Доктор проигнорировал эту обличительную речь, эту страстную мольбу, разбавленную стонами и всхлипыванием. Проигнорировал все это и сказал:
– Они, должно быть, немедленно убивали всех животных, которых вы предлагали им, – они яростно охраняли свою территорию – но не ели их. Через несколько дней трюм корабля, надо думать, напоминал скотобойню, а вонял еще хуже.
– Нет, – прошептал Варнер, закрывая глаза. – Нет, прошу вас, не говорите ничего больше.
– Им как-то удалось выбраться. Нигде в литературе не упоминается, что они умеют плавать, так что они попросту захватили корабль, а не бежали с него. И по крайней мере двое из них выжили до того момента, как «Феронию» выбросило на мель в Суомпскотте. Выжили самец и самка, полагаю?
Варнер вздохнул – это был резкий скрипучий вздох, такой звук издает галька, когда на нее наступает сапог. Глаза его открылись, рот зевнул, язык вывалился, голос стал потусторонним.

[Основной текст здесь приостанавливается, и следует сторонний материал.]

use super::{BoxConnection, TcpHandler};
use crate::proxy::BoxFuture;
use std::io;
use std::net::SocketAddr;
use std::time::Duration;
use tokio::io::{AsyncRead, AsyncReadExt, AsyncWrite, AsyncWriteExt};
use tokio::net::TcpStream;
use tokio::sync::watch;
use tokio::time::{timeout, timeout_at, Instant};
use tracing::{debug, error};

/// Buffer size for TCP proxying
const BUFFER_SIZE: usize = 32 * 1024;

/// Read deadline armed on a connection once the opposite direction is done.
type Deadline = Option<Instant>;

/// Forwards a connection to one fixed backend address.
pub struct TcpProxy {
    address: String,
    /// Set when the address is a literal IP, so no lookup is needed.
    resolved: Option<SocketAddr>,
    termination_delay: Option<Duration>,
    dial_timeout: Duration,
}

impl TcpProxy {
    /// `termination_delay` of `None` disables the read deadline: the
    /// remaining direction then runs until its own EOF.
    pub fn new(address: &str, termination_delay: Option<Duration>, dial_timeout: Duration) -> Self {
        Self {
            address: address.to_string(),
            resolved: address.parse().ok(),
            termination_delay,
            dial_timeout,
        }
    }

    pub fn address(&self) -> &str {
        &self.address
    }

    async fn resolve(&self) -> io::Result<SocketAddr> {
        if let Some(addr) = self.resolved {
            return Ok(addr);
        }
        // Hostnames are looked up on every connection to follow DNS changes
        tokio::net::lookup_host(&self.address)
            .await?
            .next()
            .ok_or_else(|| io::Error::new(io::ErrorKind::NotFound, "no address found"))
    }

    async fn dial(&self) -> io::Result<TcpStream> {
        let addr = self.resolve().await?;
        match timeout(self.dial_timeout, TcpStream::connect(addr)).await {
            Ok(stream) => stream,
            Err(_) => Err(io::Error::new(io::ErrorKind::TimedOut, "dial timeout")),
        }
    }

    async fn proxy(&self, client: BoxConnection) {
        let backend = match self.dial().await {
            Ok(stream) => stream,
            Err(e) => {
                error!("TCP: Failed to connect to backend {}: {}", self.address, e);
                return;
            }
        };
        let _ = backend.set_nodelay(true);

        debug!("TCP: Forwarding to backend {}", self.address);

        let (client_read, client_write) = tokio::io::split(client);
        let (backend_read, backend_write) = backend.into_split();

        let (client_deadline_tx, client_deadline) = watch::channel::<Deadline>(None);
        let (backend_deadline_tx, backend_deadline) = watch::channel::<Deadline>(None);

        // Both directions live in this future, so dropping it closes both sockets
        let (upstream, downstream) = tokio::join!(
            copy_half(
                client_read,
                client_deadline,
                backend_write,
                backend_deadline_tx,
                self.termination_delay,
            ),
            copy_half(
                backend_read,
                backend_deadline,
                client_write,
                client_deadline_tx,
                self.termination_delay,
            ),
        );

        match (upstream, downstream) {
            (Err(e), _) | (_, Err(e)) => error!("TCP: Error while forwarding to {}: {}", self.address, e),
            (Ok(sent), Ok(received)) => debug!(
                "TCP: Forwarded {} bytes to and {} bytes from {}",
                sent, received, self.address
            ),
        }

        debug!("TCP: Connection to {} closed", self.address);
    }
}

impl TcpHandler for TcpProxy {
    fn serve_tcp(&self, conn: BoxConnection) -> BoxFuture<'_, ()> {
        Box::pin(self.proxy(conn))
    }
}

/// Copy `src` into `dst` until EOF or error, then half-close `dst` and arm
/// its read deadline so the opposite copy terminates within `delay`.
/// Returns the number of bytes copied.
async fn copy_half<R, W>(
    mut src: R,
    mut src_deadline: watch::Receiver<Deadline>,
    mut dst: W,
    dst_deadline: watch::Sender<Deadline>,
    delay: Option<Duration>,
) -> io::Result<u64>
where
    R: AsyncRead + Unpin,
    W: AsyncWrite + Unpin,
{
    let mut buf = vec![0u8; BUFFER_SIZE];
    let mut total = 0u64;

    let result = loop {
        let n = match read_with_deadline(&mut src, &mut buf, &mut src_deadline).await {
            Ok(0) => break Ok(total),
            Ok(n) => n,
            Err(e) => break Err(e),
        };
        if let Err(e) = dst.write_all(&buf[..n]).await {
            break Err(e);
        }
        total += n as u64;
    };

    let _ = dst.shutdown().await;

    if let Some(delay) = delay {
        dst_deadline.send_replace(Some(Instant::now() + delay));
    }

    result
}

async fn read_with_deadline<R>(
    src: &mut R,
    buf: &mut [u8],
    deadline: &mut watch::Receiver<Deadline>,
) -> io::Result<usize>
where
    R: AsyncRead + Unpin,
{
    loop {
        let current = *deadline.borrow_and_update();

        if let Some(at) = current {
            return match timeout_at(at, src.read(buf)).await {
                Ok(result) => result,
                Err(_) => Err(io::Error::new(io::ErrorKind::TimedOut, "read deadline exceeded")),
            };
        }

        tokio::select! {
            result = src.read(buf) => return result,
            changed = deadline.changed() => {
                if changed.is_err() {
                    // The other direction ended without arming a deadline
                    let armed = *deadline.borrow();
                    if armed.is_none() {
                        return src.read(buf).await;
                    }
                }
            }
        }
    }
}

– Они съели младшего. Это был ее сын, этой самки Антропофага, по крайней мере, Оба так говорил. Она просто порвала его на куски. Своими собственными глазами – о, как виню я свои глаза за то, что они видели! – я смотрел, как она засовывает его еще бьющееся сердце себе в глотку. То, что осталось, доел самец.
– Она была главная в паре? Она доминировала?
– Самец боялся ее, страшно боялся, это было ясно.
– Тем не менее его она не тронула – или не так? Она одна спаслась с корабля?
– Я не знаю, спаслась она одна, или они оба, или никто не спасся. Меня там не было! Господь в неизмеримой милости своей решил сохранить мне жизнь, чтобы я окончил дни мои здесь, окруженный заботой доброго доктора Старра и этой ведьмы, миссис Браттон!
– Вы бросили ваш корабль на произвол судьбы, вы покинули судно, – настаивал Доктор.
Варнер не отвечал. Его глаза снова закрылись. Возможно, он думал, что, если закроет их, мы исчезнем так же, как чудовищные образы, которые он видел на потолке, и будем преданы забвению. Он стал так неподвижен, что на миг я подумал, что он перестал дышать.
– Вы спрашивали, зачем я приехал, – начал Уортроп, возвращаясь на свое место. – Меня привела сюда она, эта самка, Хезекия, потому что она, как и вы, пережила гибель «Феронии», а ее отпрыски процветают в новообретенном доме. Ее потомство, более тридцати сильных особей Антропофагов, на данный момент находятся в трех часах езды от этого места.